#### Aim of the task:
Every line in the data below that has the word "constants" should be returned.

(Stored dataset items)

use std::{error::Error, fs::OpenOptions, sync::Mutex};

use tracing::{error, info};
use tracing_subscriber::EnvFilter;

use provisiong::{
    cli::{Cli, Commands, parse_args},
    config::load_config,
    controller::CommandController,
    provisioner::Provisioner,
};

fn main() -> Result<(), Box<dyn Error>> {
    let args = parse_args();
    init_logging(&args)?;

    match args.command {
        Commands::Provision { config } => {
            let config = load_config(Some(&config)).inspect_err(|err| {
                error!("Failed to load configuration: {err}");
            })?;

            let controller = CommandController::from_system_dir();
            let provisioner = Provisioner::new(&config, &controller);

            let report = provisioner.run().inspect_err(|err| {
                error!("Provisioning aborted: {err}");
            })?;

            if !report.all_succeeded() {
                for (service, reason) in &report.failed {
                    eprintln!("provisioning failed for '{service}': {reason}");
                }
                std::process::exit(1);
            }
        }
        Commands::Check { config } => {
            let config = load_config(Some(&config)).inspect_err(|err| {
                error!("Failed to load configuration: {err}");
            })?;

            info!(
                "Configuration valid: {} service(s) declared.",
                config.services.len()
            );
            println!(
                "config ok: {} service(s), wrapper folder '{}', destination '{}'",
                config.services.len(),
                config.nssm_folder,
                config.dest_folder
            );
            for spec in &config.services {
                println!("  {} <- {}", spec.service_name, spec.source_bat_path);
            }
        }
    }

    Ok(())
}

fn init_logging(args: &Cli) -> Result<(), Box<dyn Error>> {
    let filter = if let Some(level) = args.log_level {
        EnvFilter::new(level.as_str())
    } else {
        EnvFilter::try_from_default_env().unwrap_or_else(|_| EnvFilter::new("info"))
    };

    match &args.log_file {
        Some(path) => {
            let file = OpenOptions::new().create(true).append(true).open(path)?;
            let _ = tracing_subscriber::fmt()
                .with_env_filter(filter)
                .with_ansi(false)
                .with_writer(Mutex::new(file))
                .try_init();
        }
        None => {
            let _ = tracing_subscriber::fmt()
                .with_env_filter(filter)
                .with_writer(std::io::stderr)
                .try_init();
        }
    }

    Ok(())
}
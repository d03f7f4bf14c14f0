//! Provisiong is a configuration-driven provisioning tool that registers
//! executable scripts as Windows services. It reads a JSON descriptor,
//! installs the NSSM-style service-wrapper executable into the system
//! directory when absent, then deploys each declared script and brings an
//! OS service wrapping it to a running state.

/// CLI interface.
pub mod cli;

/// Configuration management.
pub mod config;

/// Centralized paths, tool names, and delays.
pub mod constants;

/// Service-control seam over the external tools.
pub mod controller;

/// Script deployment.
pub mod deploy;

/// Error handling.
pub mod error;

/// Provisioning run orchestration.
pub mod provisioner;

/// Per-service registration state machine.
pub mod registrar;

/// Service-wrapper installation.
pub mod wrapper;
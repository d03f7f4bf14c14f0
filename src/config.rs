//! Configuration management for provisiong.
use std::{collections::HashSet, fs, path::Path};

use regex::Regex;
use serde::Deserialize;

use crate::{constants::DEFAULT_CONFIG_PATH, error::ProvisionError};

/// Maximum length the OS accepts for a service identifier.
const MAX_SERVICE_NAME_LEN: usize = 256;

/// Represents the structure of the configuration file.
#[derive(Debug, Deserialize, Clone)]
pub struct Config {
    /// Folder containing `win64/` and `win32/` builds of the wrapper tool.
    pub nssm_folder: String,
    /// Folder service scripts are deployed into.
    pub dest_folder: String,
    /// Ordered list of services to provision.
    pub services: Vec<ServiceSpec>,
}

/// Declaration of a single service to provision.
#[derive(Debug, Deserialize, Clone)]
pub struct ServiceSpec {
    /// OS service identifier. Must be unique within the configuration.
    pub service_name: String,
    /// Path of the script the service will run, copied into `dest_folder`.
    pub source_bat_path: String,
}

/// Loads and parses the configuration file, then validates it.
pub fn load_config(config_path: Option<&str>) -> Result<Config, ProvisionError> {
    let config_path = Path::new(config_path.unwrap_or(DEFAULT_CONFIG_PATH));

    let content = fs::read_to_string(config_path).map_err(|e| {
        ProvisionError::ConfigReadError(std::io::Error::new(
            e.kind(),
            format!("{} ({})", e, config_path.display()),
        ))
    })?;

    let config: Config =
        serde_json::from_str(&content).map_err(ProvisionError::ConfigParseError)?;

    validate(&config)?;
    Ok(config)
}

/// Checks the data-model invariants the loader guarantees to the rest of
/// the crate: service names are valid OS service identifiers and unique.
fn validate(config: &Config) -> Result<(), ProvisionError> {
    let name_re = Regex::new(r"^[^/\\\x00-\x1f]+$").expect("valid regex literal");

    let mut seen = HashSet::new();
    for spec in &config.services {
        let name = spec.service_name.as_str();

        if name.is_empty() || name.len() > MAX_SERVICE_NAME_LEN {
            return Err(ProvisionError::ConfigInvalidError(format!(
                "service name '{name}' must be between 1 and {MAX_SERVICE_NAME_LEN} characters"
            )));
        }

        if !name_re.is_match(name) {
            return Err(ProvisionError::ConfigInvalidError(format!(
                "service name '{name}' contains path separators or control characters"
            )));
        }

        if !seen.insert(name) {
            return Err(ProvisionError::ConfigInvalidError(format!(
                "duplicate service name '{name}'"
            )));
        }
    }

    Ok(())
}
//! Copies service scripts into the destination folder.

use std::{fs, io, path::{Path, PathBuf}};

use tracing::info;

use crate::error::ProvisionError;

/// Copies `source` into `dest_folder`, preserving the filename.
///
/// Returns the deployed path on success. Failures (missing source, unwritable
/// destination) are per-service: the caller logs them and moves on.
pub fn deploy_script(
    service: &str,
    source: &Path,
    dest_folder: &Path,
) -> Result<PathBuf, ProvisionError> {
    let file_name = source.file_name().ok_or_else(|| ProvisionError::CopyError {
        service: service.to_string(),
        source: io::Error::new(
            io::ErrorKind::InvalidInput,
            format!("source path '{}' has no filename", source.display()),
        ),
    })?;

    let target = dest_folder.join(file_name);
    fs::copy(source, &target).map_err(|e| ProvisionError::CopyError {
        service: service.to_string(),
        source: e,
    })?;

    info!("Copied {:?} to {:?}.", source, target);
    Ok(target)
}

#### Written reply:
pub mod constants;
use crate::{constants::DEFAULT_CONFIG_PATH, error::ProvisionError};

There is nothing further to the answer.